### MATERIAL PROVIDED ###
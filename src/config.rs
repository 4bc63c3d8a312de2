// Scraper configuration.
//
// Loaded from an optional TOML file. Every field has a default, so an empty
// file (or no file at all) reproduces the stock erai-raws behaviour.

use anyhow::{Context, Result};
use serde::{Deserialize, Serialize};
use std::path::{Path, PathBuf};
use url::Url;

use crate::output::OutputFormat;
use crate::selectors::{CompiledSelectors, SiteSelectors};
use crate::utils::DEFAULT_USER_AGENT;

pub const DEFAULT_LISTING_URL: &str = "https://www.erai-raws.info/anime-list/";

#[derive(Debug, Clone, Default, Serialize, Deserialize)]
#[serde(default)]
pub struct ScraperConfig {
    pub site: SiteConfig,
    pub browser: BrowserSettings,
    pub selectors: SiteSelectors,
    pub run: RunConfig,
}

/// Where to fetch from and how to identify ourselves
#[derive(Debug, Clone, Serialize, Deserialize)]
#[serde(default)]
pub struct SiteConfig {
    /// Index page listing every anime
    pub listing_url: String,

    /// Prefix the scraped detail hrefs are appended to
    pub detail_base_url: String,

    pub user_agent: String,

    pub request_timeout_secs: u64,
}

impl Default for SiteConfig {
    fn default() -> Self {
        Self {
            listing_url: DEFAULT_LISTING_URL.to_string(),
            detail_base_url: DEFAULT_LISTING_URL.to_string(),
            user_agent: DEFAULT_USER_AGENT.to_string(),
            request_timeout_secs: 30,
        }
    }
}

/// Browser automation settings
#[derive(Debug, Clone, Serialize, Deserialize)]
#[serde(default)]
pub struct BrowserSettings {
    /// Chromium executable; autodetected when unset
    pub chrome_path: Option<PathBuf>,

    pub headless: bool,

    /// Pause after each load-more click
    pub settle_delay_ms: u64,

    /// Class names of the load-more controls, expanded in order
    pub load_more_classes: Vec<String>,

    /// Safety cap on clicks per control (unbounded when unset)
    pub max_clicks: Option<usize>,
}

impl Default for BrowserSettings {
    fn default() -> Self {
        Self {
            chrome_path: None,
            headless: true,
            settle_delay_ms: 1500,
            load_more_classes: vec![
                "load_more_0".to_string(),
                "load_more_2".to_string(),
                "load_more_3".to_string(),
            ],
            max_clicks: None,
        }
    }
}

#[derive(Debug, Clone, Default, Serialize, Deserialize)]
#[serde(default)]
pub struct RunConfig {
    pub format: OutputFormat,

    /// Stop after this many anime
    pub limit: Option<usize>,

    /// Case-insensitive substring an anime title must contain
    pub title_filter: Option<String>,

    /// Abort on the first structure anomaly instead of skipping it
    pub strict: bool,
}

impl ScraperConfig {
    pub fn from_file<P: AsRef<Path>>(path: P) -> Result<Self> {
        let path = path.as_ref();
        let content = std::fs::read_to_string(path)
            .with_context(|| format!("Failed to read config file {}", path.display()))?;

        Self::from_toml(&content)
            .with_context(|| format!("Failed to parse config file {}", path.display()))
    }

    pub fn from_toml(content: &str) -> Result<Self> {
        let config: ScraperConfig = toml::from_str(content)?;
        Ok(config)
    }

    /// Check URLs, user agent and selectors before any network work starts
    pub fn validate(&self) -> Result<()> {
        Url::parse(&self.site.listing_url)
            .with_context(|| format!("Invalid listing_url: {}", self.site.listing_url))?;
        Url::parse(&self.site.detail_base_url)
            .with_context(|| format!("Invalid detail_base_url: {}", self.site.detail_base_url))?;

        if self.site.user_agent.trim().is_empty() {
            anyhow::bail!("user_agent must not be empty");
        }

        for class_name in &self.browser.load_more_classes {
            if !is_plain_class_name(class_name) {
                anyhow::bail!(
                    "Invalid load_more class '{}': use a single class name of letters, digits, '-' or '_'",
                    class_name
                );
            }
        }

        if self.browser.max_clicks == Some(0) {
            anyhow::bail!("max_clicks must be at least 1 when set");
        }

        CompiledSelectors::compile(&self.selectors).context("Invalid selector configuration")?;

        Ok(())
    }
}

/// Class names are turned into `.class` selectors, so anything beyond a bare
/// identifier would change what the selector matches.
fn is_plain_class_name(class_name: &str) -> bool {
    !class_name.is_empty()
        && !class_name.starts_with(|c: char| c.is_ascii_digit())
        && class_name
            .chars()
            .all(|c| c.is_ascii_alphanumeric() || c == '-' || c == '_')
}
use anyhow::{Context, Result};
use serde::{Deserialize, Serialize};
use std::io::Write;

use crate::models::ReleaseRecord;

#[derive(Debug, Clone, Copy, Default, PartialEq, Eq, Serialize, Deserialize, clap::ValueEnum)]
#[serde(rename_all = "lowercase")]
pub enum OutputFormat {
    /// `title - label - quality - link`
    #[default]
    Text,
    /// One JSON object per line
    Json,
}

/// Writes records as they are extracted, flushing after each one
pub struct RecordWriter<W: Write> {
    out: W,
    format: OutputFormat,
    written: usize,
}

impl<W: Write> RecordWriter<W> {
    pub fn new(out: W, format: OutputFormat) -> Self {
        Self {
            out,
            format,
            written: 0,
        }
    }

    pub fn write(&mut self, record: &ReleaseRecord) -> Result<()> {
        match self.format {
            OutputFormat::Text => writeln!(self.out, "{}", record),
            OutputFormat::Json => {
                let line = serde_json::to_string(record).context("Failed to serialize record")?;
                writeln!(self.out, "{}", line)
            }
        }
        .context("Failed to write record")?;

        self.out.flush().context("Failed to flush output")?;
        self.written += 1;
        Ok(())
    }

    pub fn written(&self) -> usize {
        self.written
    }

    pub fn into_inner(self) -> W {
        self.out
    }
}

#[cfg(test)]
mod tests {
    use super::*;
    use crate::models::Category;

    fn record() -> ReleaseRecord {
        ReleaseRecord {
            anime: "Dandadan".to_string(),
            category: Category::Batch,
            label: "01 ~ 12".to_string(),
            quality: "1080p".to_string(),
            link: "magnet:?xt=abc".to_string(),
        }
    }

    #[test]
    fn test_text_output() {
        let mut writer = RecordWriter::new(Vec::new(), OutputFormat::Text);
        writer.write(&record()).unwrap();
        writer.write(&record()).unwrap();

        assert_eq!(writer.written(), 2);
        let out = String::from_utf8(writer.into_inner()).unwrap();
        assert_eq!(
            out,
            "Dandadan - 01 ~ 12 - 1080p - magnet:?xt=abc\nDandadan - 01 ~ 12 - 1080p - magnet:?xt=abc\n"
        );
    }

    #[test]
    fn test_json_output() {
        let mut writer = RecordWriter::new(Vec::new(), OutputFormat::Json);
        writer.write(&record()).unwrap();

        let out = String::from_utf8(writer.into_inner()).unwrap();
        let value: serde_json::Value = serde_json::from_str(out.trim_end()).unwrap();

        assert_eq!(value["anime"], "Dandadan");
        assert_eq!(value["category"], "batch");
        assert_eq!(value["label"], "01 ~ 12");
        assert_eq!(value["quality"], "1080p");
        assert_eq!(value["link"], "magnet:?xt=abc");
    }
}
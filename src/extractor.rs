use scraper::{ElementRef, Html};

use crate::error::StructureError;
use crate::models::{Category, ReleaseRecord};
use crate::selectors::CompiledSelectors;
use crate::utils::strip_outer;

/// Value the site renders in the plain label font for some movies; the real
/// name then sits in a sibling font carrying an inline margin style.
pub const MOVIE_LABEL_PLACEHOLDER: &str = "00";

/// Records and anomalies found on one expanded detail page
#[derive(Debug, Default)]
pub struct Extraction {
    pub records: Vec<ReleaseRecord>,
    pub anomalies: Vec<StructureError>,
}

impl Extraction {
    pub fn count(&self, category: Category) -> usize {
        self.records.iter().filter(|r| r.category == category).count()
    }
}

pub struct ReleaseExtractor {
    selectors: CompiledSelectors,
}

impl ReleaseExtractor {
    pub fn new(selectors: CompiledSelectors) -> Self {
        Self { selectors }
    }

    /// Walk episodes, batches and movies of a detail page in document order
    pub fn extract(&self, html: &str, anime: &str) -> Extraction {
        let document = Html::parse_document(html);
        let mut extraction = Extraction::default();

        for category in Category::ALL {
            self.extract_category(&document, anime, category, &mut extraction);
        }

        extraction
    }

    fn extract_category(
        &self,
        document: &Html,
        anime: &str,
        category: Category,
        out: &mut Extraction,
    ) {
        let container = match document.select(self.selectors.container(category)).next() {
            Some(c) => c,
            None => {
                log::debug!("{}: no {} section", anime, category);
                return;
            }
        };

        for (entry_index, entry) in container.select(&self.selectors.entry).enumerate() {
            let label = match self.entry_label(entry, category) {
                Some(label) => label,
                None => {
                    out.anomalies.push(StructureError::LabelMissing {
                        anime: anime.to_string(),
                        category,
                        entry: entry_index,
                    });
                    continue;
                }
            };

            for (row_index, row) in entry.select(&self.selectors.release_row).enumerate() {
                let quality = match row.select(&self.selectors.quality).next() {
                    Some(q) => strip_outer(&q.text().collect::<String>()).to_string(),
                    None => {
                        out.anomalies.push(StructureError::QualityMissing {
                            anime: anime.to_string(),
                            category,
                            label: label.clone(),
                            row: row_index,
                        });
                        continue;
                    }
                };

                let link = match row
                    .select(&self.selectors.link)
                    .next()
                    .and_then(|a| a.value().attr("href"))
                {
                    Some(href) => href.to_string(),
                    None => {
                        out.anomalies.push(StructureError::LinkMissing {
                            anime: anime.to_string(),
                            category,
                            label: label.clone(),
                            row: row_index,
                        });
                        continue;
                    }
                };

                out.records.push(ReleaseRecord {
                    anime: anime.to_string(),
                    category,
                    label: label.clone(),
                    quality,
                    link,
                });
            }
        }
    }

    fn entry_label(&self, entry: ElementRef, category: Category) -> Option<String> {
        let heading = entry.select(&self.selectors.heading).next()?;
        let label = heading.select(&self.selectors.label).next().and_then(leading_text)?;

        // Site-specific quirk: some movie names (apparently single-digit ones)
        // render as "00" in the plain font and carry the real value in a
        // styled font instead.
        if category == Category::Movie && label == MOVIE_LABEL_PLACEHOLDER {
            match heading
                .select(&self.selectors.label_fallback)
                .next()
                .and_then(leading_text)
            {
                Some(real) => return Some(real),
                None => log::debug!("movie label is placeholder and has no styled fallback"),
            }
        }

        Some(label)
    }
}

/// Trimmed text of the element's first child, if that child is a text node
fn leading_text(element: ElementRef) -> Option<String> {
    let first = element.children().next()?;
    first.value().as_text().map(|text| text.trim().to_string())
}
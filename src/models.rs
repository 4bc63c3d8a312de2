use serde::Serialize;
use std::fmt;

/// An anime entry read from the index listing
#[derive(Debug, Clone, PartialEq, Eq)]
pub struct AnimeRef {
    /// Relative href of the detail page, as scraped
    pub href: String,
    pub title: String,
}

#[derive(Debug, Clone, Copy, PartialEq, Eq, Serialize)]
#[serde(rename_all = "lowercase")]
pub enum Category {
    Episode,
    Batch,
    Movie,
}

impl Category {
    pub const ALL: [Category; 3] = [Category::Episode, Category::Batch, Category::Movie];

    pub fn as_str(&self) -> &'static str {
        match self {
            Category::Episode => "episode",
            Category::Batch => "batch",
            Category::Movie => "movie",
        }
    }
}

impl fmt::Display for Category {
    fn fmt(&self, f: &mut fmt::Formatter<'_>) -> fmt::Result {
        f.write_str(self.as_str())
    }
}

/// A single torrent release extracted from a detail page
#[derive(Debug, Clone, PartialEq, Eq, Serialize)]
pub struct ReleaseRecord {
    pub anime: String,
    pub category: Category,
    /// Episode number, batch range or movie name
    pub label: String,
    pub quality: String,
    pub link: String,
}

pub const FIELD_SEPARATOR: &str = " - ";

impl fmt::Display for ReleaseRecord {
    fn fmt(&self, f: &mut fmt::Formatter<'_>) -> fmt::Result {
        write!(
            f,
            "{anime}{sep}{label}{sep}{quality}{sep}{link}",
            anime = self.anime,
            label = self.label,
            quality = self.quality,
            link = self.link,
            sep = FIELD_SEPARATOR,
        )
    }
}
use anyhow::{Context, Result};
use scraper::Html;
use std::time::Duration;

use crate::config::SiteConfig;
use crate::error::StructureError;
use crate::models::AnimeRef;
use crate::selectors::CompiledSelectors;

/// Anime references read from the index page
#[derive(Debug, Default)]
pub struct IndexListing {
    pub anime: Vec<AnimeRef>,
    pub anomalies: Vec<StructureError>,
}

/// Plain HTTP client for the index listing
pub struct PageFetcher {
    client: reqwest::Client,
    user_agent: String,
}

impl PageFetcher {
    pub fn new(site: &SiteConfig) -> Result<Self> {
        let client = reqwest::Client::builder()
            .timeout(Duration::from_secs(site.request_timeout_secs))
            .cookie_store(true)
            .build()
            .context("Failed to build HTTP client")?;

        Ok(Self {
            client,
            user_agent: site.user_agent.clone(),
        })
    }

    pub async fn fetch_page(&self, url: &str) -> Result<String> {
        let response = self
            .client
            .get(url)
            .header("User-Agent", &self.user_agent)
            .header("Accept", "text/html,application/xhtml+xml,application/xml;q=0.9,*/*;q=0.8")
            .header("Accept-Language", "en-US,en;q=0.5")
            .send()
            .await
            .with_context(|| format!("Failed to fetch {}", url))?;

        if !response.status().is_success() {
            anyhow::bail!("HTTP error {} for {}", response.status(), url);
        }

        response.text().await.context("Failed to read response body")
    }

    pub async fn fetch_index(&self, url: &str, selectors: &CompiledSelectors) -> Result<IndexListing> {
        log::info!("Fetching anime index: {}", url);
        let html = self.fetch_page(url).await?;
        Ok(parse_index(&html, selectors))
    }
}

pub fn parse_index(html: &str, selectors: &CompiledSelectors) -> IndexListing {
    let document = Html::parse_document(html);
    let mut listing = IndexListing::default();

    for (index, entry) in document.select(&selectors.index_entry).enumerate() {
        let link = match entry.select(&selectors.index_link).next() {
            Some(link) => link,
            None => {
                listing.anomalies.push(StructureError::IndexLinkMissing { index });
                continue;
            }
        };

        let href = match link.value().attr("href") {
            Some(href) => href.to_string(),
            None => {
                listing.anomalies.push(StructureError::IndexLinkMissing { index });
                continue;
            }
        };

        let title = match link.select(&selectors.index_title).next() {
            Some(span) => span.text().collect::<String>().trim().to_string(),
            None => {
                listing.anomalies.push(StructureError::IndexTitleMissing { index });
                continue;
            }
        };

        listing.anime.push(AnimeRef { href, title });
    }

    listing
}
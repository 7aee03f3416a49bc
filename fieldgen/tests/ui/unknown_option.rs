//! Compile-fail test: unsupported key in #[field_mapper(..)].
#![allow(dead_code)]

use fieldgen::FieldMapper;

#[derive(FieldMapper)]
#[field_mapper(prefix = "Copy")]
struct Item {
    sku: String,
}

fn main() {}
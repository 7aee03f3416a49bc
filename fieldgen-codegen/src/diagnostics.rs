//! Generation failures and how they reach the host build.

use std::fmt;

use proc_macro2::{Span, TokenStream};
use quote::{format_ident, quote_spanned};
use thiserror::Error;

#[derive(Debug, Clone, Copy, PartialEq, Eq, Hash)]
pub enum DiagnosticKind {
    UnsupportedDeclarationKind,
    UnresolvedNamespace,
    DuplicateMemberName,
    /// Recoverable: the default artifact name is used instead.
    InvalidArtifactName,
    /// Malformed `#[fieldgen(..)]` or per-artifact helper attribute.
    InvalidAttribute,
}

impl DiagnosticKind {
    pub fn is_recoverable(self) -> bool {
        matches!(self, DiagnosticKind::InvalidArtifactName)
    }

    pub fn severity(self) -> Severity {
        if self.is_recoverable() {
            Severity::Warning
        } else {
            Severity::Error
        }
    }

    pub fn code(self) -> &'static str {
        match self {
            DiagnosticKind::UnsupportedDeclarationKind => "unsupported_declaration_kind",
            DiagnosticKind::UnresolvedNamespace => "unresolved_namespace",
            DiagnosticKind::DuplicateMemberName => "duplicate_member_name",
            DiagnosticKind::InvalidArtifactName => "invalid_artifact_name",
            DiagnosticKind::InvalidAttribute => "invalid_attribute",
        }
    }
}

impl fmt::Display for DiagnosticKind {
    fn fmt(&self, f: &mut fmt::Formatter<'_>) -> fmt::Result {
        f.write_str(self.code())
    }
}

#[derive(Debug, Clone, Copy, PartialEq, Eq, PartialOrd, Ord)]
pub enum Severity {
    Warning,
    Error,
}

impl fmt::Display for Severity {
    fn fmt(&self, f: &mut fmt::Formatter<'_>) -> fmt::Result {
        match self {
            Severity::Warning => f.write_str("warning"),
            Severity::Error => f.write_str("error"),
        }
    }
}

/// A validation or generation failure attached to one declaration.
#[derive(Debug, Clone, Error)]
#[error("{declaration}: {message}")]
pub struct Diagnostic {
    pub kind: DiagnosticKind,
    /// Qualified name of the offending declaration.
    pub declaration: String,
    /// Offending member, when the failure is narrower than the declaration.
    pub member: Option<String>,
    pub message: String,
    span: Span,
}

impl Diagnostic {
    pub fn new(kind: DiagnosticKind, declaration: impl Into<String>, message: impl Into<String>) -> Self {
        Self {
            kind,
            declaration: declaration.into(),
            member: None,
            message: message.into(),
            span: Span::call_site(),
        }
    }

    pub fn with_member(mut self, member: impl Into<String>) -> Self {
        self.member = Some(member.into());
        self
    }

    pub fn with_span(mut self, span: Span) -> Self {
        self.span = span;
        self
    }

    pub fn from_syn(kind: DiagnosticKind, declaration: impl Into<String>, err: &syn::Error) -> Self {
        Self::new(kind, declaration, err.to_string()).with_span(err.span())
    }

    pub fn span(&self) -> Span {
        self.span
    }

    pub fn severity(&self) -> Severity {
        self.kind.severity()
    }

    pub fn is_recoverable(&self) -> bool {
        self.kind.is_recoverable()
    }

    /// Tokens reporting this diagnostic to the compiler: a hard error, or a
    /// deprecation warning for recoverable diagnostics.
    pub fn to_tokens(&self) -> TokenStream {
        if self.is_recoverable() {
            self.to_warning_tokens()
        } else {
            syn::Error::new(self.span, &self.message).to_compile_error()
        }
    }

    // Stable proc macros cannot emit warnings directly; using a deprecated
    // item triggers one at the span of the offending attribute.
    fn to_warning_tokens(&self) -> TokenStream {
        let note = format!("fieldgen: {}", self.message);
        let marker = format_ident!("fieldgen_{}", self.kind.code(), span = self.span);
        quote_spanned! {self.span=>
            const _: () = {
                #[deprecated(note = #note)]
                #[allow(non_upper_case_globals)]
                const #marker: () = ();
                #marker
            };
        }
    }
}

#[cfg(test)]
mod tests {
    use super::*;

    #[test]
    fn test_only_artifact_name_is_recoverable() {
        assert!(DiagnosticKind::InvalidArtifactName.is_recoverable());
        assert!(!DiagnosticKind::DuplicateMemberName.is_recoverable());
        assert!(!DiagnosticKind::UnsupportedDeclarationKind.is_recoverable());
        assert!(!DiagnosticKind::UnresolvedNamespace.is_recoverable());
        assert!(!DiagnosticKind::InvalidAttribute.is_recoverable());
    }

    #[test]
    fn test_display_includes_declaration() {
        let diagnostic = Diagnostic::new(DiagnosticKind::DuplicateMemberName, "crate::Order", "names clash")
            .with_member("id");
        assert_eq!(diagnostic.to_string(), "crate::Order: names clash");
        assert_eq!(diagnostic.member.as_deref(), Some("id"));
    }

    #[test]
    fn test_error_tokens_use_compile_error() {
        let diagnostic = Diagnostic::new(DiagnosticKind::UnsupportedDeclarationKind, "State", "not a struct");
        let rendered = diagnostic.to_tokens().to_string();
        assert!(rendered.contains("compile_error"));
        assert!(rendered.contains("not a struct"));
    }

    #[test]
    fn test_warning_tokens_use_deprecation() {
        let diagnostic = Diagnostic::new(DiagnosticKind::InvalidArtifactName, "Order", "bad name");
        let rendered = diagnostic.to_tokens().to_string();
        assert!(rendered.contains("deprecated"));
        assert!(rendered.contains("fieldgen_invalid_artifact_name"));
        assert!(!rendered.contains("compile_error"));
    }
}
###
◆ TASK TO COMPLETE ◆
Your reply must be one number: the count of lines in the records above that contain the string "Copy".

◆ YOUR SOLUTION ◆
5